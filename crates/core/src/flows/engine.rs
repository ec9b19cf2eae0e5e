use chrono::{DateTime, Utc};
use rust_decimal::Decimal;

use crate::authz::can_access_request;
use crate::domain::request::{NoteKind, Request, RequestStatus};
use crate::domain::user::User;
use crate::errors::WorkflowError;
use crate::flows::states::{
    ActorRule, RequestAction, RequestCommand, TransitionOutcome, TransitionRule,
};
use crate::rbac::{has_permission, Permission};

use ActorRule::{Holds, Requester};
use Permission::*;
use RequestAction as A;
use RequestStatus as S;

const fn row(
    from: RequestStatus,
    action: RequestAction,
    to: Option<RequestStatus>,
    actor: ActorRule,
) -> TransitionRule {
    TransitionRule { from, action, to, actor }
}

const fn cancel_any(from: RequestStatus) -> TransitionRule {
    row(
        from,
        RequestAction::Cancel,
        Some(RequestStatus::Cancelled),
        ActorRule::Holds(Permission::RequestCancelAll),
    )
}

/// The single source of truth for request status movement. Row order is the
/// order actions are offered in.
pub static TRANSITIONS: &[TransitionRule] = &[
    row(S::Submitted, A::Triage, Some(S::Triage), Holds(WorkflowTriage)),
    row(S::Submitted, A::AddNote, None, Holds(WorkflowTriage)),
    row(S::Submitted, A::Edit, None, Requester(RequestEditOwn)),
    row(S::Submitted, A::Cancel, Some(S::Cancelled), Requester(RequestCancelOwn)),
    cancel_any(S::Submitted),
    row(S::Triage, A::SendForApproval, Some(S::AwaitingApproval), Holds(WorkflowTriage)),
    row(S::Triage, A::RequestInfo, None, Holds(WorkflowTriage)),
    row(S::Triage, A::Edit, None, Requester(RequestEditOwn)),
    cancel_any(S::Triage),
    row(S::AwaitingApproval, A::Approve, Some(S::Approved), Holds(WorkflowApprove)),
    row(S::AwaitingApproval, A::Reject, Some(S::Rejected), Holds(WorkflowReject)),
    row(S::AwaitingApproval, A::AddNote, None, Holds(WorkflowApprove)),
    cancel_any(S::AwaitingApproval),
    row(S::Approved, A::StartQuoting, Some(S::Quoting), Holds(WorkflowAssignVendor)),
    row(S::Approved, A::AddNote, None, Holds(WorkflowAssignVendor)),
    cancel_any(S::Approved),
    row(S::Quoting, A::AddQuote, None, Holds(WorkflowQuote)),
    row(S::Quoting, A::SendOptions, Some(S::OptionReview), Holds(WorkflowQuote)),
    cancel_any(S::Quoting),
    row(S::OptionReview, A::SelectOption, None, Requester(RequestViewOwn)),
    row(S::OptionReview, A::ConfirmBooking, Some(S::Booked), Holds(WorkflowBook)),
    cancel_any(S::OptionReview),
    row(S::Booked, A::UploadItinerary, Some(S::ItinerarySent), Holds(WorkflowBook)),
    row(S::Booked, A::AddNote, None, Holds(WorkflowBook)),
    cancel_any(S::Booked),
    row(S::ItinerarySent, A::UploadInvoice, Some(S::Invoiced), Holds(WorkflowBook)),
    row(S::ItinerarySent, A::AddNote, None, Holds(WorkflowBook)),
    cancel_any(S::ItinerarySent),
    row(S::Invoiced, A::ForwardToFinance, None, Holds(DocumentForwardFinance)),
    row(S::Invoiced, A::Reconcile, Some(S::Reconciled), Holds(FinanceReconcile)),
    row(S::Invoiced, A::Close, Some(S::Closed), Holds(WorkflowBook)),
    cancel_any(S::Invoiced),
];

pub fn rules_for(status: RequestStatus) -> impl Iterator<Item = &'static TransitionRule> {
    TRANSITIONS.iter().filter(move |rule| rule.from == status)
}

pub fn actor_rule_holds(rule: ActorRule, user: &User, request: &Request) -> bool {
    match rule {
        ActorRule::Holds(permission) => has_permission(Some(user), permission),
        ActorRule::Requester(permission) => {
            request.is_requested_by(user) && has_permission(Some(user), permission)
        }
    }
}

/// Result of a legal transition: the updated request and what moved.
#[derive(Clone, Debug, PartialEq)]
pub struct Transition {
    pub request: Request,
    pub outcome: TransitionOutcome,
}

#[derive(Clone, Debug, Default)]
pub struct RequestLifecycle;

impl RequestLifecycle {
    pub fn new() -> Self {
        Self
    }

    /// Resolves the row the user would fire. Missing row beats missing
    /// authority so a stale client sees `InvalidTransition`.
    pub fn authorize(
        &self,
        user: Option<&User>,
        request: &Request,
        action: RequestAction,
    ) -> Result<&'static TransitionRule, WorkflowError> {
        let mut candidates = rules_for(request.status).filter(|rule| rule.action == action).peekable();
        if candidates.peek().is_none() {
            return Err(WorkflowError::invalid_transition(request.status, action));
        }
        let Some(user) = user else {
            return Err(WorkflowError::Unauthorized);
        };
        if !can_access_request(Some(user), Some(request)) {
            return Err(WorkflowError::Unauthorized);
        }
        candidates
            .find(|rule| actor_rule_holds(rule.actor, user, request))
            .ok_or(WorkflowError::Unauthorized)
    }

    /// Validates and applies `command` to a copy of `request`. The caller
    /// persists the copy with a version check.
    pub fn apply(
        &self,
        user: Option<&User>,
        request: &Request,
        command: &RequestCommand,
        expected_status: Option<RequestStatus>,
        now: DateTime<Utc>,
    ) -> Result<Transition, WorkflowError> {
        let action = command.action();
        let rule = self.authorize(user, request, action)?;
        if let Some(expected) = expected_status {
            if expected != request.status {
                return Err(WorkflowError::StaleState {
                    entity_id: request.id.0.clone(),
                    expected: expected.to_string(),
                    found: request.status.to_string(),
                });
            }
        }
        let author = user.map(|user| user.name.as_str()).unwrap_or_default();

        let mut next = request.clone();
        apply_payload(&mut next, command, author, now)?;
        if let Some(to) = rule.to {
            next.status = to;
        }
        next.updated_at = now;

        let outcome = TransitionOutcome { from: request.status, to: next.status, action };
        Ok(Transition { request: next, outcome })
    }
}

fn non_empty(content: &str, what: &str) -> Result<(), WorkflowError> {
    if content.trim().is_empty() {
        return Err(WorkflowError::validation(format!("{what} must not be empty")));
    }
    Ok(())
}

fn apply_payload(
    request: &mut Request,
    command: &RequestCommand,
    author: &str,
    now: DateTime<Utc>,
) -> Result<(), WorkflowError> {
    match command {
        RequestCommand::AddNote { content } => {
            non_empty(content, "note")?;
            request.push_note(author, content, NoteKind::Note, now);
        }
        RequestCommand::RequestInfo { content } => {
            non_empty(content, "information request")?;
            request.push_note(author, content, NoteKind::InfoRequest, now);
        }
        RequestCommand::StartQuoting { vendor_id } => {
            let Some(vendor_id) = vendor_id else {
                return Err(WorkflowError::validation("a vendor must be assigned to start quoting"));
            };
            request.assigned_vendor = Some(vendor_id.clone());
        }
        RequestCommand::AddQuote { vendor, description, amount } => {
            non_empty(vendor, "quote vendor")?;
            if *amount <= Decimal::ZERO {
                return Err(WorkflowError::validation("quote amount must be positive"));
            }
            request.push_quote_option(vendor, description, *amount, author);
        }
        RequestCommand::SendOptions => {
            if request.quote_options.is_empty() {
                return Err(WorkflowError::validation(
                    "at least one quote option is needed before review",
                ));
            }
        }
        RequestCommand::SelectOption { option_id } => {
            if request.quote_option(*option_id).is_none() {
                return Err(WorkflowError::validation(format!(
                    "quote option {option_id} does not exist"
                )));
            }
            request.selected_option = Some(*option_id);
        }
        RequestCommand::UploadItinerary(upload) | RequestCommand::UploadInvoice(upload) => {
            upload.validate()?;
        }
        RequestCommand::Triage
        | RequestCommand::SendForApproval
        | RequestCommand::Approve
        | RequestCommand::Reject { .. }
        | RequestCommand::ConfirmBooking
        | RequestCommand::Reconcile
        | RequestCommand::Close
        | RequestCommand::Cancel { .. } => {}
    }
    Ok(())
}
---
--- TRY IT ---
Your answer is only the number of lines in the listing above that include the string "const".

--- WRITTEN SOLUTION ---
2